LES "VIEUX".
Les vieux ne parlent plus ou alors seulement parfois du bout des yeux.
Même riches ils sont pauvres,ils n'ont plus d'illusions et n'ont qu'un coeur pour deux.
Chez eux ça sent le thym,le propre,la lavande et le verbe d'antan.
Que l'on vive à Paris on vit tous en province quand on vit trop longtemps.
Est-ce d'avoir trop ri que leur voix se lézarde quand ils parlent d'hier.
Et d'avoir trop pleuré que des larmes encore leur perlent aux paupières?
Et s' ils tremblent un peu est-ce de voir vieillir la pendule d'argent.
Qui ronronne au salon,qui dit oui qui dit non,qui dit:je vous attends?
Les vieux ne rêvent plus,leurs livres s'ensommeillent,leurs pianos sont fermés.
Le petit chat est mort,le muscat du dimanche ne les fait plus chanter.
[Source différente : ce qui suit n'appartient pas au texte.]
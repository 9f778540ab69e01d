use async_trait::async_trait;
use std::sync::Arc;
use tokio::sync::RwLock;

use crate::error::{EventError, EventResult};
use crate::models::Event;

/// Repository trait for Event persistence
///
/// Pure CRUD; the rule set and roster rules live in the service. Stored
/// order is insertion order, matching the persisted array form.
#[cfg_attr(test, mockall::automock)]
#[async_trait]
pub trait EventRepository: Send + Sync {
    /// All events, in stored order
    async fn get_all(&self) -> EventResult<Vec<Event>>;

    /// Get an event by ID
    async fn get_by_id(&self, id: &str) -> EventResult<Option<Event>>;

    /// Persist a new event
    async fn create(&self, event: Event) -> EventResult<Event>;

    /// Replace an existing event record by id
    async fn update(&self, event: Event) -> EventResult<Event>;

    /// Delete an event by ID; returns whether a record was removed
    async fn delete(&self, id: &str) -> EventResult<bool>;
}

/// In-memory implementation of EventRepository (for development/testing)
#[derive(Debug, Default, Clone)]
pub struct InMemoryEventRepository {
    events: Arc<RwLock<Vec<Event>>>,
}

impl InMemoryEventRepository {
    pub fn new() -> Self {
        Self {
            events: Arc::new(RwLock::new(Vec::new())),
        }
    }

    pub fn with_events(events: Vec<Event>) -> Self {
        Self {
            events: Arc::new(RwLock::new(events)),
        }
    }
}

#[async_trait]
impl EventRepository for InMemoryEventRepository {
    async fn get_all(&self) -> EventResult<Vec<Event>> {
        let events = self.events.read().await;
        Ok(events.clone())
    }

    async fn get_by_id(&self, id: &str) -> EventResult<Option<Event>> {
        let events = self.events.read().await;
        Ok(events.iter().find(|e| e.id == id).cloned())
    }

    async fn create(&self, event: Event) -> EventResult<Event> {
        let mut events = self.events.write().await;
        events.push(event.clone());

        tracing::info!(event_id = %event.id, title = %event.title, "Created event");
        Ok(event)
    }

    async fn update(&self, event: Event) -> EventResult<Event> {
        let mut events = self.events.write().await;

        let index = events
            .iter()
            .position(|e| e.id == event.id)
            .ok_or_else(|| EventError::NotFound(event.id.clone()))?;

        events[index] = event.clone();

        tracing::info!(event_id = %event.id, "Updated event");
        Ok(event)
    }

    async fn delete(&self, id: &str) -> EventResult<bool> {
        let mut events = self.events.write().await;

        let before = events.len();
        events.retain(|e| e.id != id);

        let removed = events.len() < before;
        if removed {
            tracing::info!(event_id = %id, "Deleted event");
        }
        Ok(removed)
    }
}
Les vieux ne bougent plus,leurs gestes ont trop de rides,leur monde est trop petit.
Du lit à la fenêtre,puis du lit au fauteuil et puis du lit au lit.
Et s' ils sortent encore bras dessus,bras dessous,tout habillés de raide.
C'est pour suivre au soleil l'enterrement d'un plus vieux,l'enterrement d'une plus laide.
Et le temps d'un sanglot,oublier toute une heure la pendule d'argent.
Qui ronronne au salon,qui dit oui qui dit non et puis qui les attend.
Les vieux ne meurent pas,ils s'endorment un jour et dorment trop longtemps.
Ils se tiennent la main,ils ont peur de se perdre et se perdent pourtant.
Et l'autre reste là,le meilleur ou le pire,le doux ou le sévère.
Cela n'importe pas,celui des deux qui reste se retrouve en enfer
Vous le verrez peut-être,vous la verrez parfois en pluie et en chagrin.
Traverser le présent en s'excusant déjà de n'être pas plus loin.
Et fuir devant vous une dernière fois la pendule d'argent
Qui ronronne au salon,qui dit oui qui dit non,qui dit:je t'attends.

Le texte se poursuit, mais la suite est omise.